>>>>>
//! FILENAME: core/parser/src/error.rs
//! PURPOSE: Error types for tokenizing, parsing and loading parser configuration.
//! CONTEXT: Both lexical and syntax errors are fatal to the current parse. The first
//! error found is returned as-is; nothing is collected or recovered.

use thiserror::Error;

/// An input character the lexer does not recognize.
#[derive(Error, Debug, PartialEq, Eq, Clone)]
#[error("unexpected character '{character}' at position {position}")]
pub struct LexicalError {
    pub character: char,
    pub position: usize,
}

/// A token that does not fit the grammar rule being parsed.
#[derive(Error, Debug, PartialEq, Eq, Clone)]
#[error("{message} at position {position}")]
pub struct SyntaxError {
    pub message: String,
    pub position: usize,
}

impl SyntaxError {
    pub fn new(message: impl Into<String>, position: usize) -> Self {
        SyntaxError {
            message: message.into(),
            position,
        }
    }
}

/// Any failure of the text-to-AST pipeline.
#[derive(Error, Debug, PartialEq, Eq, Clone)]
pub enum ParseError {
    #[error("lexical error: {0}")]
    Lexical(#[from] LexicalError),

    #[error("syntax error: {0}")]
    Syntax(#[from] SyntaxError),
}

impl ParseError {
    /// Character offset of the offending input.
    pub fn position(&self) -> usize {
        match self {
            ParseError::Lexical(e) => e.position,
            ParseError::Syntax(e) => e.position,
        }
    }
}

#[derive(Error, Debug)]
pub enum ConfigError {
    #[error("invalid parser config: {0}")]
    Json(#[from] serde_json::Error),
}

pub type ParseResult<T> = Result<T, ParseError>;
<<<<<
▶ **YOUR INSTRUCTIONS**:
For the records above, state how many lines include the string "input", giving the number and nothing else.

▶ **SOLUTION TO THE PROBLEM**:
2